Is there a way I can show my teacher that she's wrong? Even just citing a theorem based on that –  mattecapu Mar 19 at 19:55
    
Your teacher is undoubtedly aware that $x^\beta$ is defined for positive $x$ and non-zero $\beta$, in particular for $\beta=1/\alpha$. So it would be a question of finding a paper or other publication that used the notation $\sqrt[\alpha]{x}$. I have no immediate example. –  André Nicolas Mar 19 at 20:01
    
Yeah, she knows it. But she denies that $\sqrt[\frac13]{x}=x^3$ while she accepts that $\sqrt[2]{x}=x^{\frac12}$... –  mattecapu Mar 20 at 17:08

2 Answers 2

up vote 2 down vote accepted

We can define exponentiation to every real number as follows:

Let $\alpha\in\mathbb{R}$ and $x\in \mathbb{R}_+$ be a non negative real number.
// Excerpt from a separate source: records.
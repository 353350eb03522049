// Property-Based Testing for the project draft and wizard navigation
// Random edit sequences must never break the draft invariants or step bounds

use compliance_wizard::draft::{DocumentKind, FileRef, FloorLevel, ProjectDraft, RangeKind, UseType};
use compliance_wizard::wizard::{Direction, NavigationOutcome, WizardController, WizardMode, WorkflowDefinition};
use proptest::prelude::*;
use proptest_derive::Arbitrary;

fn use_type_strategy() -> impl Strategy<Value = UseType> {
    proptest::sample::select(UseType::ALL.to_vec())
}

fn file_strategy() -> impl Strategy<Value = FileRef> {
    (
        "[a-z]{1,8}",
        prop_oneof![Just("pdf"), Just("docx"), Just("png")],
        1u64..=10_000_000,
    )
        .prop_map(|(stem, ext, size)| {
            let mime = match ext {
                "pdf" => "application/pdf",
                "docx" => "application/vnd.openxmlformats-officedocument.wordprocessingml.document",
                _ => "image/png",
            };
            FileRef::new(format!("{stem}.{ext}"), size, mime)
        })
}

#[derive(Debug, Clone, Arbitrary)]
enum DraftOp {
    BuildingType(bool),
    PrimaryUse(#[proptest(strategy = "proptest::option::of(use_type_strategy())")] Option<UseType>),
    SecondaryEnabled(bool),
    AddUse(#[proptest(strategy = "use_type_strategy()")] UseType),
    RemoveUse(#[proptest(strategy = "use_type_strategy()")] UseType),
    AddRange {
        #[proptest(strategy = "use_type_strategy()")]
        use_type: UseType,
        basement: bool,
        #[proptest(strategy = "-120i32..=120")]
        from: i32,
        #[proptest(strategy = "-120i32..=120")]
        to: i32,
    },
    AddGround(#[proptest(strategy = "use_type_strategy()")] UseType),
    Documents {
        memoria: bool,
        #[proptest(strategy = "proptest::collection::vec(file_strategy(), 0..5)")]
        files: Vec<FileRef>,
    },
    RemoveDocument {
        memoria: bool,
        #[proptest(strategy = "0usize..4")]
        index: usize,
    },
}

fn apply(draft: &mut ProjectDraft, op: &DraftOp) {
    // Rejected edits are fine; the invariants must hold either way
    let _ = match op.clone() {
        DraftOp::BuildingType(existing) => {
            draft.set_building_type(existing);
            Ok(())
        }
        DraftOp::PrimaryUse(use_type) => {
            draft.set_primary_use(use_type);
            Ok(())
        }
        DraftOp::SecondaryEnabled(enabled) => {
            draft.set_secondary_uses_enabled(enabled);
            Ok(())
        }
        DraftOp::AddUse(use_type) => draft.add_secondary_use(use_type),
        DraftOp::RemoveUse(use_type) => draft.remove_secondary_use(use_type),
        DraftOp::AddRange {
            use_type,
            basement,
            from,
            to,
        } => {
            let kind = if basement {
                RangeKind::Basement
            } else {
                RangeKind::AboveGround
            };
            draft.add_floor_range(use_type, kind, from, to)
        }
        DraftOp::AddGround(use_type) => draft.add_special_floor(use_type, FloorLevel::Ground),
        DraftOp::Documents { memoria, files } => {
            draft.set_documents(kind(memoria), files).map(|_| ())
        }
        DraftOp::RemoveDocument { memoria, index } => {
            draft.remove_document(kind(memoria), index).map(|_| ())
        }
    };
}

fn kind(memoria: bool) -> DocumentKind {
    if memoria {
        DocumentKind::Memoria
    } else {
        DocumentKind::Planos
    }
}

proptest! {
    #[test]
    fn prop_draft_invariants_survive_any_edit_sequence(
        ops in proptest::collection::vec(any::<DraftOp>(), 0..40)
    ) {
        let mut draft = ProjectDraft::new();
        for op in &ops {
            apply(&mut draft, op);
            prop_assert!(draft.invariants_hold(), "invariants broken after {:?}", op);
            prop_assert!(draft.documents().memoria.len() <= 1);
            if !draft.has_secondary_uses() {
                prop_assert!(draft.secondary_uses().is_empty());
            }
            for secondary in draft.secondary_uses() {
                for floor in &secondary.floors {
                    if let Some(n) = floor.number() {
                        prop_assert!(n != 0 && (-100..=100).contains(&n));
                    }
                }
            }
        }
    }

    #[test]
    fn prop_floor_wire_values_round_trip(n in -100i32..=100) {
        if let Some(level) = FloorLevel::numbered(n) {
            prop_assert_eq!(FloorLevel::from_wire_value(level.wire_value()), Some(level));
        } else {
            prop_assert_eq!(n, 0);
        }
    }

    #[test]
    fn prop_navigation_stays_in_bounds(moves in proptest::collection::vec(any::<bool>(), 0..60)) {
        let mut wizard = WizardController::new(WorkflowDefinition::default());
        // Only the layout is under test; a draft with nothing entered blocks at step 2
        let draft = ProjectDraft::new();
        for forward in moves {
            let direction = if forward { Direction::Forward } else { Direction::Back };
            let before = wizard.mode();
            match wizard.change_step(direction, &draft) {
                Ok(NavigationOutcome::Moved(transition)) => {
                    prop_assert_eq!(WizardMode::Step(transition.from), before);
                    prop_assert_eq!(transition.to.abs_diff(transition.from), 1);
                }
                Ok(NavigationOutcome::Unchanged(_)) | Err(_) => {
                    prop_assert_eq!(wizard.mode(), before);
                }
            }
            match wizard.mode() {
                WizardMode::Step(n) => prop_assert!((1..=2).contains(&n)),
                WizardMode::Overview => prop_assert!(false, "never entered overview"),
            }
        }
    }
}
We define $x^{\alpha}$ as $$x^{\alpha}:=\text{exp}(\alpha\ln(x))$$ with this definition one can prove all the 'exponent laws', for example $$x^{\alpha}x^{\beta}=x^{\alpha+\beta}$$


Another approach is to start with exponentiation of natural numbers, defined recursively as follows:

For $n\in\mathbb{N}$, and $x\in\mathbb{R}_+$; $$x^n=x^{n-1}\cdot x$$ $$x^1=x$$ Then we can extend this definition, allowing the exponent to be an integer number putting $$x^{-1}=\frac{1}{x}$$

To allow rational exponents, we define the $n$-th root as the (unique positive) solution to $y^n=x$ and we denote it as $$x^{\frac{1}{n}}=y$$

The final step needs the supreme axiom;

Let $\alpha\in\mathbb{R}$ and $x\in\mathbb{R}_+$, $$x^{\alpha}:=\text{sup}\lbrace x^r \mid r\in\mathbb{Q} \,\,\text{ and }\,\, r\leq\alpha\rbrace$$

One can prove that the definition given at the beginning of this post and this last one are equivalent.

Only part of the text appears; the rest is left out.